• [Exercise goal] Look through the lines below; wherever the word "EnvFilter" appears, copy that line.

Extracted records:
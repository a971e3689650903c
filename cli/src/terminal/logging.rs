use colored::*;
use tracing::{Event, Level, Subscriber};
use tracing_subscriber::EnvFilter;
use tracing_subscriber::fmt::FormatEvent;
use tracing_subscriber::fmt::format::{self, Writer};
use tracing_subscriber::registry::LookupSpan;

/// Events targeted here are passed through verbatim, with no level symbol.
pub const RAW_TARGET: &str = "nodectl::print";

pub struct NodectlFormatter;

impl<S, N> FormatEvent<S, N> for NodectlFormatter
where
    S: Subscriber + for<'a> LookupSpan<'a>,
    N: for<'a> format::FormatFields<'a> + 'static,
{
    fn format_event(
        &self,
        ctx: &tracing_subscriber::fmt::FmtContext<'_, S, N>,
        mut writer: Writer<'_>,
        event: &Event<'_>,
    ) -> std::fmt::Result {
        let meta = event.metadata();

        if meta.target() == RAW_TARGET {
            ctx.field_format().format_fields(writer.by_ref(), event)?;
            return writeln!(writer);
        }

        let (symbol, color_func): (&str, fn(ColoredString) -> ColoredString) = match *meta.level() {
            Level::TRACE => ("[ ]", |s| s.dimmed()),
            Level::DEBUG => ("[?]", |s| s.blue()),
            Level::INFO => ("[+]", |s| s.green().bold()),
            Level::WARN => ("[*]", |s| s.yellow().bold()),
            Level::ERROR => ("[-]", |s| s.red().bold()),
        };

        write!(writer, "{} ", color_func(symbol.into()))?;

        ctx.field_format().format_fields(writer.by_ref(), event)?;

        writeln!(writer)
    }
}

pub fn init() {
    let filter: EnvFilter =
        EnvFilter::try_from_default_env().unwrap_or_else(|_| EnvFilter::new("info"));

    tracing_subscriber::fmt()
        .with_env_filter(filter)
        .event_format(NodectlFormatter)
        .init();
}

• [Response area]
use tracing_subscriber::EnvFilter;
    let filter: EnvFilter =
        EnvFilter::try_from_default_env().unwrap_or_else(|_| EnvFilter::new("info"));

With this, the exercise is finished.